The task: Find each line of the entries with the string "after", please, and copy it.

##### Data for the task

/*
 * Copyright 2025 Security Union LLC
 *
 * Licensed under either of
 *
 * * Apache License, Version 2.0
 *   (http://www.apache.org/licenses/LICENSE-2.0)
 * * MIT license
 *   (http://opensource.org/licenses/MIT)
 *
 * at your option.
 */

//! Short-lived, single-use CSRF state for the login handshake.

use std::time::Duration;

use async_trait::async_trait;

use crate::error::AuthError;

pub mod memory;
pub mod redis;

pub use self::memory::MemoryStateStore;
pub use self::redis::RedisStateStore;

/// Namespace of state markers in a shared key-value store.
pub const STATE_KEY_PREFIX: &str = "oauth_state:";

/// Stores login states and redeems each at most once.
#[async_trait]
pub trait StateStore: Send + Sync {
    /// Remember `state` for `ttl`.
    async fn put(&self, state: &str, ttl: Duration) -> Result<(), AuthError>;

    /// Atomically fetch and delete `state`. Returns `true` only for the first
    /// caller to redeem a state that exists and has not expired.
    async fn consume_once(&self, state: &str) -> Result<bool, AuthError>;
}

pub(crate) fn check_put(state: &str, ttl: Duration) -> Result<(), AuthError> {
    if state.is_empty() {
        return Err(AuthError::Validation("empty oauth state".to_string()));
    }
    if ttl.is_zero() {
        return Err(AuthError::Validation(
            "oauth state ttl must be positive".to_string(),
        ));
    }
    Ok(())
}

pub(crate) fn state_key(state: &str) -> String {
    format!("{STATE_KEY_PREFIX}{state}")
}
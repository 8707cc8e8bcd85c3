/*
 * Copyright 2025 Security Union LLC
 *
 * Licensed under either of
 *
 * * Apache License, Version 2.0
 *   (http://www.apache.org/licenses/LICENSE-2.0)
 * * MIT license
 *   (http://opensource.org/licenses/MIT)
 *
 * at your option.
 */

//! Error taxonomy of the identity core and its HTTP boundary.
//!
//! Components return [`AuthError`]. At the HTTP edge it converts into
//! [`AppError`], which implements Axum's `IntoResponse` and is returned as
//! `APIResponse<APIError>` with `success: false`.

use axum::{
    http::StatusCode,
    response::{IntoResponse, Response},
    Json,
};
use identity_types::{APIError, APIResponse};
use thiserror::Error;

/// Failure of an identity core operation.
#[derive(Debug, Error)]
pub enum AuthError {
    /// A component was constructed with missing or invalid settings.
    #[error("configuration error: {0}")]
    Configuration(String),

    /// Malformed, expired, wrong-issuer or wrong-token-use credential.
    #[error("invalid token: {0}")]
    Validation(String),

    /// The token's `kid` matches no key in the key set.
    #[error("matching key not found for kid '{0}'")]
    KeyNotFound(String),

    /// Missing, expired or already-consumed CSRF state.
    #[error("invalid oauth state: {0}")]
    State(String),

    /// Identity provider HTTP, network or decoding failure.
    #[error("external service error: {0}")]
    ExternalService(String),

    /// Uniqueness conflict that the storage layer did not resolve.
    #[error("conflict: {0}")]
    Conflict(String),

    /// Policy denied the action.
    #[error("not permitted")]
    Forbidden,

    /// Key-value or relational store failure.
    #[error("storage error: {0}")]
    Storage(String),
}

impl AuthError {
    /// True for failures that must be reported as "not authenticated".
    pub fn is_authentication_failure(&self) -> bool {
        matches!(
            self,
            AuthError::Validation(_) | AuthError::KeyNotFound(_) | AuthError::State(_)
        )
    }
}

impl From<sqlx::Error> for AuthError {
    fn from(err: sqlx::Error) -> Self {
        if let sqlx::Error::Database(db_err) = &err {
            if db_err.is_unique_violation() {
                return AuthError::Conflict(db_err.message().to_string());
            }
        }
        AuthError::Storage(err.to_string())
    }
}

impl From<redis::RedisError> for AuthError {
    fn from(err: redis::RedisError) -> Self {
        AuthError::Storage(err.to_string())
    }
}

impl From<reqwest::Error> for AuthError {
    fn from(err: reqwest::Error) -> Self {
        if err.is_timeout() {
            return AuthError::ExternalService(format!("request timed out: {err}"));
        }
        AuthError::ExternalService(err.to_string())
    }
}

/// Application-level error that pairs an HTTP status code with an [`APIError`].
#[derive(Debug)]
pub struct AppError {
    pub status: StatusCode,
    pub body: APIError,
}

impl AppError {
    pub fn new(status: StatusCode, body: APIError) -> Self {
        Self { status, body }
    }

    pub fn unauthorized() -> Self {
        Self::new(StatusCode::UNAUTHORIZED, APIError::unauthorized())
    }

    pub fn forbidden() -> Self {
        Self::new(StatusCode::FORBIDDEN, APIError::forbidden())
    }

    pub fn bad_gateway(detail: &str) -> Self {
        Self::new(StatusCode::BAD_GATEWAY, APIError::external_service(detail))
    }

    pub fn internal(detail: &str) -> Self {
        Self::new(
            StatusCode::INTERNAL_SERVER_ERROR,
            APIError::internal_error(detail),
        )
    }
}

impl IntoResponse for AppError {
    fn into_response(self) -> Response {
        let body = APIResponse::error(self.body);
        (self.status, Json(body)).into_response()
    }
}

impl From<AuthError> for AppError {
    fn from(err: AuthError) -> Self {
        match &err {
            // Client errors, but the caller never learns which check failed.
            e if e.is_authentication_failure() => {
                tracing::debug!("Rejected credential: {e}");
                Self::unauthorized()
            }
            AuthError::Forbidden => Self::forbidden(),
            AuthError::ExternalService(detail) => {
                tracing::error!("Identity provider error: {detail}");
                Self::bad_gateway(detail)
            }
            _ => {
                tracing::error!("Identity core error: {err}");
                Self::internal(&err.to_string())
            }
        }
    }
}
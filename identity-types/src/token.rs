/*
 * Copyright 2025 Security Union LLC
 *
 * Licensed under either of
 *
 * * Apache License, Version 2.0
 *   (http://www.apache.org/licenses/LICENSE-2.0)
 * * MIT license
 *   (http://opensource.org/licenses/MIT)
 *
 * at your option.
 */

//! Session token (JWT) claims.
//!
//! The session token is a signed JWT (HMAC-SHA256) minted by the identity
//! core after a successful login. Any service holding the shared secret can
//! validate the signature and read the claims.

use serde::{Deserialize, Serialize};

/// JWT payload for a self-issued session token.
///
/// # Example payload
///
/// ```json
/// {
///   "iss": "identity-core",
///   "sub": "42",
///   "exp": 1707004800,
///   "iat": 1707001200,
///   "jti": "0d6f7a2e-7f4c-4c43-9a51-0b0f6a1c2d3e",
///   "email": "a@b.com"
/// }
/// ```
#[derive(Debug, Serialize, Deserialize, Clone, PartialEq)]
pub struct SessionClaims {
    /// Issuer identifier.
    pub iss: String,

    /// Internal user id.
    pub sub: String,

    /// Audience, present only when the issuer is configured with one.
    #[serde(default, skip_serializing_if = "Option::is_none")]
    pub aud: Option<String>,

    /// Expiration timestamp (Unix seconds).
    pub exp: i64,

    /// Issued-at timestamp (Unix seconds).
    pub iat: i64,

    /// Unique token id.
    pub jti: String,

    /// User email, omitted when empty.
    #[serde(default, skip_serializing_if = "String::is_empty")]
    pub email: String,
}

impl SessionClaims {
    /// Issuer used when none is configured.
    pub const DEFAULT_ISSUER: &'static str = "identity-core";
}
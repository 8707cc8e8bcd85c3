/*
 * Copyright 2025 Security Union LLC
 *
 * Licensed under either of
 *
 * * Apache License, Version 2.0
 *   (http://www.apache.org/licenses/LICENSE-2.0)
 * * MIT license
 *   (http://opensource.org/licenses/MIT)
 *
 * at your option.
 */

//! Google OAuth2 helpers: consent URL construction, code exchange, token
//! refresh, and the userinfo profile.

pub mod bridge;
pub mod exchange;
pub mod profile;

pub use bridge::OAuthBridge;
pub use exchange::ProviderToken;
pub use profile::ProviderProfile;
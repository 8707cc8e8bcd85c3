/*
 * Copyright 2025 Security Union LLC
 *
 * Licensed under either of
 *
 * * Apache License, Version 2.0
 *   (http://www.apache.org/licenses/LICENSE-2.0)
 * * MIT license
 *   (http://opensource.org/licenses/MIT)
 *
 * at your option.
 */

//! Axum extractor that authenticates the `Authorization: Bearer` header.

use std::sync::Arc;

use axum::{
    extract::{FromRef, FromRequestParts},
    http::{header, request::Parts},
};

use crate::error::AppError;
use crate::guard::{AccessGuard, AuthenticatedRequest};

/// Extractor that resolves the caller through the [`AccessGuard`].
///
/// Usage in a handler:
/// ```ignore
/// async fn my_handler(Authenticated(req): Authenticated) { ... }
/// ```
#[derive(Debug)]
pub struct Authenticated(pub AuthenticatedRequest);

impl<S> FromRequestParts<S> for Authenticated
where
    Arc<AccessGuard>: FromRef<S>,
    S: Send + Sync,
{
    type Rejection = AppError;

    async fn from_request_parts(parts: &mut Parts, state: &S) -> Result<Self, Self::Rejection> {
        let token = bearer_token(parts).ok_or_else(AppError::unauthorized)?;
        let guard = Arc::<AccessGuard>::from_ref(state);
        let request = guard.authenticate(token)?;
        Ok(Authenticated(request))
    }
}

fn bearer_token(parts: &Parts) -> Option<&str> {
    let value = parts.headers.get(header::AUTHORIZATION)?.to_str().ok()?;
    let (scheme, token) = value.split_once(' ')?;
    let token = token.trim();
    (scheme.eq_ignore_ascii_case("bearer") && !token.is_empty()).then_some(token)
}
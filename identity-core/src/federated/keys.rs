/*
 * Copyright 2025 Security Union LLC
 *
 * Licensed under either of
 *
 * * Apache License, Version 2.0
 *   (http://www.apache.org/licenses/LICENSE-2.0)
 * * MIT license
 *   (http://opensource.org/licenses/MIT)
 *
 * at your option.
 */

//! JWKS (JSON Web Key Set) decoding into an immutable kid → RSA key map.

use std::collections::HashMap;

use jsonwebtoken::DecodingKey;
use serde::Deserialize;

use crate::error::AuthError;

/// A JWK entry from the key-set endpoint.
#[derive(Debug, Deserialize)]
struct JwkEntry {
    kid: String,
    kty: String,
    #[serde(default)]
    alg: Option<String>,
    #[serde(default)]
    n: Option<String>,
    #[serde(default)]
    e: Option<String>,
}

#[derive(Debug, Deserialize)]
struct JwksDocument {
    keys: Vec<JwkEntry>,
}

/// RSA public keys indexed by key id. Never mutated after construction.
#[derive(Clone, Default)]
pub struct KeySet {
    keys: HashMap<String, DecodingKey>,
}

impl KeySet {
    /// Decode a `{"keys": [...]}` document.
    ///
    /// Entries whose `kty` is not `RSA` are skipped. An RSA entry with missing
    /// or undecodable modulus/exponent fails the whole document.
    pub fn from_json(body: &str) -> Result<Self, AuthError> {
        let doc: JwksDocument = serde_json::from_str(body)
            .map_err(|e| AuthError::Configuration(format!("failed to parse key set: {e}")))?;

        let mut keys = HashMap::with_capacity(doc.keys.len());
        for jwk in doc.keys {
            if jwk.kty != "RSA" {
                tracing::warn!(kid = %jwk.kid, kty = %jwk.kty, "Skipping non-RSA key");
                continue;
            }
            let (Some(n), Some(e)) = (jwk.n.as_deref(), jwk.e.as_deref()) else {
                return Err(AuthError::Configuration(format!(
                    "RSA key '{}' is missing modulus or exponent",
                    jwk.kid
                )));
            };
            let key = DecodingKey::from_rsa_components(n, e).map_err(|err| {
                AuthError::Configuration(format!("invalid RSA key '{}': {err}", jwk.kid))
            })?;
            tracing::debug!(kid = %jwk.kid, alg = ?jwk.alg, "Loaded RSA key");
            keys.insert(jwk.kid, key);
        }

        Ok(Self { keys })
    }

    /// Key registered under `kid`, if any.
    pub fn get(&self, kid: &str) -> Option<&DecodingKey> {
        self.keys.get(kid)
    }

    /// Number of usable RSA keys, logged when the set is fetched.
    pub fn len(&self) -> usize {
        self.keys.len()
    }

    pub fn is_empty(&self) -> bool {
        self.keys.is_empty()
    }
}
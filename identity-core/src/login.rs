/*
 * Copyright 2025 Security Union LLC
 *
 * Licensed under either of
 *
 * * Apache License, Version 2.0
 *   (http://www.apache.org/licenses/LICENSE-2.0)
 * * MIT license
 *   (http://opensource.org/licenses/MIT)
 *
 * at your option.
 */

//! Login flow orchestration.
//!
//! 1. [`LoginService::begin_login`] stores a fresh CSRF state and returns the
//!    provider consent URL.
//! 2. The provider redirects back with `state` and `code`.
//! 3. [`LoginService::handle_callback`] redeems the state, exchanges the code,
//!    fetches the profile, upserts the identity, and mints a session token
//!    whose subject is the internal user id.

use std::sync::Arc;
use std::time::Duration;

use chrono::Utc;
use identity_types::{AuthResponse, LoginUrlResponse};
use oauth2::CsrfToken;

use crate::db::{UpsertIdentity, UserDirectory};
use crate::error::AuthError;
use crate::oauth::OAuthBridge;
use crate::oauth_state::StateStore;
use crate::token::TokenIssuer;

pub struct LoginService {
    bridge: Arc<OAuthBridge>,
    states: Arc<dyn StateStore>,
    users: Arc<dyn UserDirectory>,
    issuer: Arc<TokenIssuer>,
    state_ttl: Duration,
}

impl LoginService {
    pub fn new(
        bridge: Arc<OAuthBridge>,
        states: Arc<dyn StateStore>,
        users: Arc<dyn UserDirectory>,
        issuer: Arc<TokenIssuer>,
        state_ttl: Duration,
    ) -> Self {
        Self {
            bridge,
            states,
            users,
            issuer,
            state_ttl,
        }
    }

    pub async fn begin_login(&self) -> Result<LoginUrlResponse, AuthError> {
        let csrf_token = CsrfToken::new_random();
        let state = csrf_token.secret();
        self.states.put(state, self.state_ttl).await?;
        Ok(LoginUrlResponse {
            url: self.bridge.authorization_url(state),
        })
    }

    pub async fn handle_callback(
        &self,
        state: &str,
        code: &str,
    ) -> Result<AuthResponse, AuthError> {
        if state.is_empty() {
            return Err(AuthError::State("missing state".to_string()));
        }
        if code.is_empty() {
            return Err(AuthError::Validation(
                "missing authorization code".to_string(),
            ));
        }
        if !self.states.consume_once(state).await? {
            tracing::warn!("Rejected OAuth callback with unknown, expired or reused state");
            return Err(AuthError::State(
                "state is unknown, expired or already used".to_string(),
            ));
        }

        let provider_token = self.bridge.exchange(code).await?;
        let profile = self.bridge.fetch_profile(&provider_token).await?;
        let record = self
            .users
            .upsert_by_external_id(&UpsertIdentity::from_profile(&profile, Utc::now()))
            .await?;
        let token = self.issuer.issue(&record.id.to_string(), &record.email)?;

        tracing::info!("User {} logged in via OAuth", record.id);

        Ok(AuthResponse {
            token,
            user: record.to_response(),
        })
    }
}
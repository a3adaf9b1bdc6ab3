//! Tracing subscriber setup shared by festsync binaries

use crate::{Error, Result};
use tracing_subscriber::{EnvFilter, FmtSubscriber};

/// Install the global fmt subscriber
///
/// `RUST_LOG` wins when set; otherwise `default_level` (e.g. "info" or
/// "fest_sync=debug") is used as the filter directive.
pub fn init_tracing(default_level: &str) -> Result<()> {
    let filter = match EnvFilter::try_from_default_env() {
        Ok(filter) => filter,
        Err(_) => EnvFilter::try_new(default_level)
            .map_err(|e| Error::Config(format!("Invalid log level '{}': {}", default_level, e)))?,
    };

    let subscriber = FmtSubscriber::builder()
        .with_env_filter(filter)
        .with_target(true)
        .finish();

    tracing::subscriber::set_global_default(subscriber)
        .map_err(|e| Error::Internal(format!("Tracing already initialized: {}", e)))
}
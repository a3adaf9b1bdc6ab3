//! Local (store-resident) records

use super::remote::ListingStatus;
use super::value::{Column, ColumnType, Row, RowReader, Value};
use super::LocalModel;
use crate::status::EntityKind;
use chrono::{DateTime, Utc};
use fest_common::{Error, Result};
use serde::{Deserialize, Serialize};
use std::fmt;
use std::str::FromStr;
use uuid::Uuid;

/// Local lifecycle of a performance
///
/// Only moves Active → Cancelled, when a performance silently drops out of
/// its event's listing. Performances are never deleted.
#[derive(Debug, Clone, Copy, Default, PartialEq, Eq, Hash, Serialize, Deserialize)]
#[serde(rename_all = "snake_case")]
pub enum PerformanceLifecycle {
    #[default]
    Active,
    Cancelled,
}

impl PerformanceLifecycle {
    pub fn as_str(self) -> &'static str {
        match self {
            PerformanceLifecycle::Active => "active",
            PerformanceLifecycle::Cancelled => "cancelled",
        }
    }
}

impl fmt::Display for PerformanceLifecycle {
    fn fmt(&self, f: &mut fmt::Formatter<'_>) -> fmt::Result {
        f.write_str(self.as_str())
    }
}

impl FromStr for PerformanceLifecycle {
    type Err = String;

    fn from_str(s: &str) -> std::result::Result<Self, Self::Err> {
        match s {
            "active" => Ok(PerformanceLifecycle::Active),
            "cancelled" => Ok(PerformanceLifecycle::Cancelled),
            other => Err(format!("unknown performance lifecycle '{}'", other)),
        }
    }
}

impl From<PerformanceLifecycle> for Value {
    fn from(value: PerformanceLifecycle) -> Self {
        Value::Text(value.as_str().to_string())
    }
}

impl From<ListingStatus> for Value {
    fn from(value: ListingStatus) -> Self {
        Value::Text(value.as_str().to_string())
    }
}

fn parse_text<T>(kind: EntityKind, column: &str, text: &str) -> Result<T>
where
    T: FromStr<Err = String>,
{
    text.parse()
        .map_err(|e| Error::Decode(format!("{}.{}: {}", kind, column, e)))
}

// ============================================================================
// Venue
// ============================================================================

#[derive(Debug, Clone, PartialEq)]
pub struct LocalVenue {
    pub guid: Uuid,
    pub code: String,
    pub name: String,
    pub address: Option<String>,
    pub city: Option<String>,
    pub latitude: Option<f64>,
    pub longitude: Option<f64>,
    pub website: Option<String>,
}

impl LocalVenue {
    pub const CODE: &'static str = "code";
}

impl LocalModel for LocalVenue {
    const KIND: EntityKind = EntityKind::Venue;
    const COLUMNS: &'static [Column] = &[
        Column::new("guid", ColumnType::Text),
        Column::new("code", ColumnType::Text),
        Column::new("name", ColumnType::Text),
        Column::new("address", ColumnType::Text),
        Column::new("city", ColumnType::Text),
        Column::new("latitude", ColumnType::Real),
        Column::new("longitude", ColumnType::Real),
        Column::new("website", ColumnType::Text),
    ];

    fn guid(&self) -> Uuid {
        self.guid
    }

    fn to_row(&self) -> Row {
        vec![
            self.guid.into(),
            (&self.code).into(),
            (&self.name).into(),
            self.address.as_ref().into(),
            self.city.as_ref().into(),
            self.latitude.into(),
            self.longitude.into(),
            self.website.as_ref().into(),
        ]
    }

    fn from_row(row: Row) -> Result<Self> {
        let mut r = RowReader::new(Self::KIND, Self::COLUMNS, row)?;
        Ok(Self {
            guid: r.uuid()?,
            code: r.text()?,
            name: r.text()?,
            address: r.opt_text()?,
            city: r.opt_text()?,
            latitude: r.opt_real()?,
            longitude: r.opt_real()?,
            website: r.opt_text()?,
        })
    }
}

// ============================================================================
// Event
// ============================================================================

#[derive(Debug, Clone, PartialEq)]
pub struct LocalEvent {
    pub guid: Uuid,
    pub code: String,
    pub title: String,
    pub teaser: Option<String>,
    pub description: Option<String>,
    pub category: Option<String>,
    pub image_url: Option<String>,
    pub ticket_url: Option<String>,
    pub age_restriction: Option<String>,
    /// Owning venue
    pub venue_id: Uuid,
    /// Local-only
    pub is_favourite: bool,
    /// Local-only
    pub favourited_at: Option<DateTime<Utc>>,
}

impl LocalEvent {
    pub const CODE: &'static str = "code";
    pub const IS_FAVOURITE: &'static str = "is_favourite";
}

impl LocalModel for LocalEvent {
    const KIND: EntityKind = EntityKind::Event;
    const COLUMNS: &'static [Column] = &[
        Column::new("guid", ColumnType::Text),
        Column::new("code", ColumnType::Text),
        Column::new("title", ColumnType::Text),
        Column::new("teaser", ColumnType::Text),
        Column::new("description", ColumnType::Text),
        Column::new("category", ColumnType::Text),
        Column::new("image_url", ColumnType::Text),
        Column::new("ticket_url", ColumnType::Text),
        Column::new("age_restriction", ColumnType::Text),
        Column::new("venue_id", ColumnType::Text),
        Column::new("is_favourite", ColumnType::Bool),
        Column::new("favourited_at", ColumnType::Integer),
    ];

    fn guid(&self) -> Uuid {
        self.guid
    }

    fn to_row(&self) -> Row {
        vec![
            self.guid.into(),
            (&self.code).into(),
            (&self.title).into(),
            self.teaser.as_ref().into(),
            self.description.as_ref().into(),
            self.category.as_ref().into(),
            self.image_url.as_ref().into(),
            self.ticket_url.as_ref().into(),
            self.age_restriction.as_ref().into(),
            self.venue_id.into(),
            self.is_favourite.into(),
            self.favourited_at.into(),
        ]
    }

    fn from_row(row: Row) -> Result<Self> {
        let mut r = RowReader::new(Self::KIND, Self::COLUMNS, row)?;
        Ok(Self {
            guid: r.uuid()?,
            code: r.text()?,
            title: r.text()?,
            teaser: r.opt_text()?,
            description: r.opt_text()?,
            category: r.opt_text()?,
            image_url: r.opt_text()?,
            ticket_url: r.opt_text()?,
            age_restriction: r.opt_text()?,
            venue_id: r.uuid()?,
            is_favourite: r.bool()?,
            favourited_at: r.opt_timestamp()?,
        })
    }
}

// ============================================================================
// Performance
// ============================================================================

#[derive(Debug, Clone, PartialEq)]
pub struct LocalPerformance {
    pub guid: Uuid,
    /// Owning event's natural key, kept so (event_code, starts_at) is queryable
    pub event_code: String,
    pub starts_at: DateTime<Utc>,
    pub ends_at: Option<DateTime<Utc>>,
    pub listing_status: ListingStatus,
    pub ticket_url: Option<String>,
    pub price_info: Option<String>,
    /// Owning event
    pub event_id: Uuid,
    /// Local-only
    pub lifecycle: PerformanceLifecycle,
}

impl LocalPerformance {
    pub const EVENT_CODE: &'static str = "event_code";
    pub const STARTS_AT: &'static str = "starts_at";
    pub const LIFECYCLE: &'static str = "lifecycle";

    pub fn is_active(&self) -> bool {
        self.lifecycle == PerformanceLifecycle::Active
    }
}

impl LocalModel for LocalPerformance {
    const KIND: EntityKind = EntityKind::Performance;
    const COLUMNS: &'static [Column] = &[
        Column::new("guid", ColumnType::Text),
        Column::new("event_code", ColumnType::Text),
        Column::new("starts_at", ColumnType::Integer),
        Column::new("ends_at", ColumnType::Integer),
        Column::new("listing_status", ColumnType::Text),
        Column::new("ticket_url", ColumnType::Text),
        Column::new("price_info", ColumnType::Text),
        Column::new("event_id", ColumnType::Text),
        Column::new("lifecycle", ColumnType::Text),
    ];

    fn guid(&self) -> Uuid {
        self.guid
    }

    fn to_row(&self) -> Row {
        vec![
            self.guid.into(),
            (&self.event_code).into(),
            self.starts_at.into(),
            self.ends_at.into(),
            self.listing_status.into(),
            self.ticket_url.as_ref().into(),
            self.price_info.as_ref().into(),
            self.event_id.into(),
            self.lifecycle.into(),
        ]
    }

    fn from_row(row: Row) -> Result<Self> {
        let mut r = RowReader::new(Self::KIND, Self::COLUMNS, row)?;
        Ok(Self {
            guid: r.uuid()?,
            event_code: r.text()?,
            starts_at: r.timestamp()?,
            ends_at: r.opt_timestamp()?,
            listing_status: parse_text(Self::KIND, "listing_status", &r.text()?)?,
            ticket_url: r.opt_text()?,
            price_info: r.opt_text()?,
            event_id: r.uuid()?,
            lifecycle: parse_text(Self::KIND, "lifecycle", &r.text()?)?,
        })
    }
}

#[cfg(test)]
mod tests {
    use super::*;
    use chrono::TimeZone;

    #[test]
    fn test_performance_row_keeps_millisecond_start() {
        let performance = LocalPerformance {
            guid: Uuid::new_v4(),
            event_code: "E1".to_string(),
            starts_at: Utc.with_ymd_and_hms(2026, 8, 1, 19, 30, 0).unwrap(),
            ends_at: None,
            listing_status: ListingStatus::SoldOut,
            ticket_url: None,
            price_info: Some("£12".to_string()),
            event_id: Uuid::new_v4(),
            lifecycle: PerformanceLifecycle::Cancelled,
        };

        let row = performance.to_row();
        assert_eq!(row[2], Value::Integer(performance.starts_at.timestamp_millis()));
        assert_eq!(row[8], Value::Text("cancelled".to_string()));
        assert_eq!(LocalPerformance::from_row(row).unwrap(), performance);
    }

    #[test]
    fn test_unknown_lifecycle_is_decode_error() {
        let mut row = LocalPerformance {
            guid: Uuid::new_v4(),
            event_code: "E1".to_string(),
            starts_at: Utc::now(),
            ends_at: None,
            listing_status: ListingStatus::Scheduled,
            ticket_url: None,
            price_info: None,
            event_id: Uuid::new_v4(),
            lifecycle: PerformanceLifecycle::Active,
        }
        .to_row();
        row[8] = Value::Text("deleted".to_string());

        let err = LocalPerformance::from_row(row).unwrap_err();
        assert!(err.to_string().contains("Performance.lifecycle"), "got: {}", err);
    }

    #[test]
    fn test_column_index_lookup() {
        assert_eq!(LocalEvent::column_index(LocalEvent::IS_FAVOURITE), Some(10));
        assert_eq!(LocalVenue::column_index("missing"), None);
    }
}
//! Identity filters
//!
//! Remote and local records are matched on natural keys only: venue code,
//! event code, and (event code, start time) for performances. Start time
//! alone is not unique across events and event code alone is not unique
//! across performances. The storage guid never takes part in matching.

use crate::filter::Filter;
use crate::model::{stored_precision, LocalEvent, LocalPerformance, LocalVenue, PerformanceLifecycle};
use chrono::{DateTime, Utc};

pub fn venue_by_code(code: &str) -> Filter<LocalVenue> {
    Filter::all().eq(LocalVenue::CODE, code)
}

pub fn event_by_code(code: &str) -> Filter<LocalEvent> {
    Filter::all().eq(LocalEvent::CODE, code)
}

pub fn performance_by_key(event_code: &str, starts_at: DateTime<Utc>) -> Filter<LocalPerformance> {
    Filter::all()
        .eq(LocalPerformance::EVENT_CODE, event_code)
        .eq(LocalPerformance::STARTS_AT, starts_at)
}

/// Natural key rendered for reference ids, e.g. `E1@2026-08-01T19:30:00+00:00`
pub fn performance_key(event_code: &str, starts_at: DateTime<Utc>) -> String {
    format!("{}@{}", event_code, stored_precision(starts_at).to_rfc3339())
}

/// All performances of an event, any lifecycle
pub fn performances_of_event(event_code: &str) -> Filter<LocalPerformance> {
    Filter::all().eq(LocalPerformance::EVENT_CODE, event_code)
}

/// Active performances of an event whose start is not in `listed_starts`
///
/// These are the candidates for the cancellation sweep.
pub fn active_performances_missing_from(
    event_code: &str,
    listed_starts: &[DateTime<Utc>],
) -> Filter<LocalPerformance> {
    Filter::all()
        .eq(LocalPerformance::EVENT_CODE, event_code)
        .eq(LocalPerformance::LIFECYCLE, PerformanceLifecycle::Active)
        .not_in(LocalPerformance::STARTS_AT, listed_starts.iter().copied())
}

pub fn favourite_events() -> Filter<LocalEvent> {
    Filter::all().eq(LocalEvent::IS_FAVOURITE, true)
}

##########

Exercise result:
//! core after a successful login. Any service holding the shared secret can
/// RSA public keys indexed by key id. Never mutated after construction.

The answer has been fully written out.